Now for that very reason, the "barrel jack" input on the UNO has a polarity protection diode - which wastes 0.65 of a Volt and prevents such mishaps.  As I explained before, this was very appropriate for using the UNO as a concept demonstration toy, but not useful for serious applications.  Feeding 5 V directly to the board - the correct way to do it - relies on the guarantee that there is simply no possible way that it will be connected in reverse.  If I encounter such power supplies with  polarity adaptors, I generally cut off the connector and either solder the wires directly to what I need to power, or solder on a proper connector to match the device.

But that's just how I do things.  Behind me is a mini-laptop (can't get them anymore - the usual word was "netbook") which used a quite tiny "barrel" connector which in turn eventually failed mechanically as you would expect.  So I drilled a hole next to the jack, cut the connector off the cable and soldered the adaptor wire directly to the PCB.  No power problems at all after that - but the battery and subsequently the screen failed.

avalon66

#26
Apr 21, 2019, 05:10 pm Last Edit: Apr 21, 2019, 06:08 pm by avalon66
I linked the 2 power supplies just as example of type, not that I would buy the first one anyway. the second one, I do have, and it is in use.

Regarding the link for the 2nd one, I didn't know anything about removing the ?.

How or what way should I power everything with a 5v power supply, Buy a proper regulated power supply and connect it to a barrel jack, then 5v wire direct to the display and gnd to the arduino.??

As  I'm not an EE, my foray into this world is purely amatuer, and no doubt it shows!

I have tried a printer usb cable from a multi adaptor charger and it lit up the display , then went off.




Paul__B

Regarding the link for the 2nd one, I didn't know anything about removing the ?.
That absolutely ridiculous "tail" string on eBay or Aliexpress or RS is a tracking code for while you were browsing.  No-one else wants it and indeed, you do not want it either!

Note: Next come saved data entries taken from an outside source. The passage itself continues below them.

//! Output directory cleanup.

use crate::bundler::{Result, paths::ProjectLayout, report::Reporter, utils::fs};

/// Removes every stale output directory, then recreates `<script_dir>/dist`.
///
/// Nothing from a previous run survives: `dist` and `build` are removed under
/// both the script directory and the project root.
pub async fn clean_output_dirs(layout: &ProjectLayout, out: &dyn Reporter) -> Result<()> {
    for dir in layout.stale_output_dirs() {
        if dir.exists() {
            out.progress(&format!("Cleaning: {}", dir.display()));
            fs::remove_dir_all(&dir).await?;
        }
    }

    fs::create_dir_all(&layout.script_dist(), false).await
}
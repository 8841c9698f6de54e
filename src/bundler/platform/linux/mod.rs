//! Linux packaging.

pub mod debian;
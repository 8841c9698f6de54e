//! Source distribution step.
//!
//! stdeb needs `setup.py` at the root of the distribution, so the script's
//! copy is staged into the project root for the duration of `sdist` and
//! removed afterwards unless one was already there.

use crate::bundler::{
    command::ToolCommand,
    error::{Error, Result},
    report::Reporter,
    settings::Settings,
    utils::fs,
};
use std::path::PathBuf;

const SETUP_SCRIPT: &str = "setup.py";

/// `setup.py` in the project root, remembering whether it was copied there.
#[derive(Debug)]
pub struct StagedSetupScript {
    path: PathBuf,
    temporary: bool,
}

impl StagedSetupScript {
    /// Location of the staged script.
    pub fn path(&self) -> &std::path::Path {
        &self.path
    }

    /// Removes the script if it was copied in by [`stage_setup_script`].
    pub async fn cleanup(self, out: &dyn Reporter) -> Result<()> {
        if self.temporary && self.path.exists() {
            fs::remove_file(&self.path).await?;
            out.success("Cleaned up temporary setup.py from project root");
        }
        Ok(())
    }
}

/// Makes `<project_root>/setup.py` available.
///
/// # Errors
///
/// [`Error::ResourceNotFound`] when the script directory has no `setup.py`.
pub async fn stage_setup_script(settings: &Settings, out: &dyn Reporter) -> Result<StagedSetupScript> {
    let layout = settings.layout();
    let source = layout.script_dir().join(SETUP_SCRIPT);
    if !source.is_file() {
        return Err(Error::ResourceNotFound {
            what: "setup.py",
            searched: vec![source],
        });
    }

    let path = layout.project_root().join(SETUP_SCRIPT);
    if path.exists() {
        log::debug!("Using existing {}", path.display());
        return Ok(StagedSetupScript {
            path,
            temporary: false,
        });
    }

    fs::copy_file(&source, &path).await?;
    out.success("Copied setup.py to project root for source distribution");
    Ok(StagedSetupScript {
        path,
        temporary: true,
    })
}

/// Runs `python setup.py sdist` in the project root.
///
/// The staged script is removed whether or not the build succeeded. A failed
/// build is fatal.
pub async fn build_sdist(settings: &Settings, out: &dyn Reporter) -> Result<()> {
    let staged = stage_setup_script(settings, out).await?;

    let result = ToolCommand::new(settings.tools().python())
        .arg(staged.path())
        .arg("sdist")
        .current_dir(settings.layout().project_root())
        .run(out)
        .await;

    if let Err(e) = staged.cleanup(out).await {
        out.warn(&format!("Could not remove temporary setup.py: {e}"));
    }

    result
}

/// Finds the source archive in `<project_root>/dist`.
///
/// Patterns are tried in configured order; within a pattern the
/// lexicographically first match wins.
pub fn find_sdist(settings: &Settings) -> Result<Option<PathBuf>> {
    let dist = settings.layout().project_dist();
    let prefix = glob::Pattern::escape(&dist.to_string_lossy());

    for pattern in &settings.debian().sdist_patterns {
        let mut matches: Vec<PathBuf> = glob::glob(&format!("{prefix}/{pattern}"))?
            .filter_map(|entry| entry.ok())
            .filter(|path| path.is_file())
            .collect();
        matches.sort();
        if let Some(first) = matches.into_iter().next() {
            return Ok(Some(first));
        }
    }

    Ok(None)
}
//! External tool detection and availability checking.
//!
//! Command-line tools are located with `which`; Python tools are probed by
//! importing them with the configured interpreter and installed with pip
//! when missing.

use crate::bundler::{
    command::ToolCommand,
    error::{Error, Result},
    report::Reporter,
    settings::Settings,
};
use std::path::PathBuf;

/// Locates a command-line tool on the configured search path.
pub fn find_tool(settings: &Settings, name: &str) -> Option<PathBuf> {
    let found = match settings.tools().search_path() {
        Some(paths) => which::which_in(name, Some(paths), settings.layout().project_root()),
        None => which::which(name),
    };

    match found {
        Ok(path) => {
            log::debug!("Found {} at: {}", name, path.display());
            Some(path)
        }
        Err(e) => {
            log::debug!("{} not found in PATH: {}", name, e);
            None
        }
    }
}

/// Returns true if `module` can be imported by the configured interpreter.
pub async fn python_module_available(settings: &Settings, module: &str) -> bool {
    ToolCommand::new(settings.tools().python())
        .arg("-c")
        .arg(format!("import {module}"))
        .probe()
        .await
}

/// Makes sure PyInstaller can be imported, installing it with pip if allowed.
///
/// # Errors
///
/// [`Error::ToolMissing`] when it is absent and installation is disabled, or
/// the pip error when installation fails.
pub async fn ensure_pyinstaller(settings: &Settings, out: &dyn Reporter) -> Result<()> {
    if python_module_available(settings, "PyInstaller").await {
        log::debug!("PyInstaller already available");
        return Ok(());
    }

    if !settings.tools().install_missing_tools() {
        return Err(Error::ToolMissing("PyInstaller".into()));
    }

    out.progress("Installing PyInstaller...");
    pip_install(settings, "pyinstaller").run(out).await
}

/// Builds `python -m pip install <package>`.
pub fn pip_install(settings: &Settings, package: &str) -> ToolCommand {
    ToolCommand::new(settings.tools().python()).args(["-m", "pip", "install", package])
}

#[cfg(test)]
mod tests {
    use super::*;
    use crate::bundler::report::Silent;
    use crate::bundler::{HostPlatform, ProjectLayout, SettingsBuilder};

    fn settings_with(tmp: &std::path::Path, install: bool) -> Settings {
        SettingsBuilder::new()
            .layout(ProjectLayout::from_script_dir(tmp.join("generation_two")).unwrap())
            .host(HostPlatform::Linux)
            .python(tmp.join("missing-python"))
            .install_missing_tools(install)
            .search_path(tmp.join("empty-bin"))
            .build()
            .unwrap()
    }

    #[test]
    fn tool_lookup_honours_search_path() {
        let tmp = tempfile::tempdir().unwrap();
        std::fs::create_dir_all(tmp.path().join("empty-bin")).unwrap();
        let settings = settings_with(tmp.path(), true);
        assert!(find_tool(&settings, "py2dsc-deb").is_none());
    }

    #[tokio::test]
    async fn missing_interpreter_means_module_unavailable() {
        let tmp = tempfile::tempdir().unwrap();
        let settings = settings_with(tmp.path(), true);
        assert!(!python_module_available(&settings, "PyInstaller").await);
    }

    #[tokio::test]
    async fn disabled_installation_reports_missing_tool() {
        let tmp = tempfile::tempdir().unwrap();
        let settings = settings_with(tmp.path(), false);
        let err = ensure_pyinstaller(&settings, &Silent)
            .await
            .unwrap_err();
        assert!(matches!(err, Error::ToolMissing(name) if name == "PyInstaller"));
    }

    #[tokio::test]
    async fn failed_installation_is_fatal() {
        let tmp = tempfile::tempdir().unwrap();
        let settings = settings_with(tmp.path(), true);
        let err = ensure_pyinstaller(&settings, &Silent)
            .await
            .unwrap_err();
        assert!(matches!(err, Error::CommandFailed { .. }));
    }
}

How or what way should I power everything with a 5v power supply, Buy a proper regulated power supply and connect it to a barrel jack, then 5v wire direct to the display and gnd to the Arduino.??
Well, the "barrel" jack is a very practical way to plug in a power supply so it is removable when needed.  The 5 V supply with a fixed line connector of the correct polarity would be appropriate, and your box can have the corresponding jack fitted.

I have tried a printer USB cable from a multi adaptor charger and it lit up the display , then went off.
So we want to know the voltages when it did so - and what "multi adaptor charger" it was.

avalon66

#28
Apr 22, 2019, 10:37 am Last Edit: Apr 22, 2019, 12:02 pm by avalon66
The multi adaptor charger is a:
iSmart+ RAVPower, model: RP-PC020, input AC 100-240V 50/60Hz0.8A Max. Output is DC 5V/6A Total (Each 2.4A Max).
There are 3 usb ports on it

Voltages when using a USB lead from the muti charger:

Breadboard 5.03v
RTC 4.92v
DHT 3.1v
Display 3.1v


Paul__B

So you are saying there is a missing connection somewhere between the breadboard and display?

You last posted this "diagram":


Let's see.  Is this still your assembly?  And your power supply is plugged into the USB port?



So where on this are these voltages?  When you say it worked and then "went off", did the Arduino pilot light dim?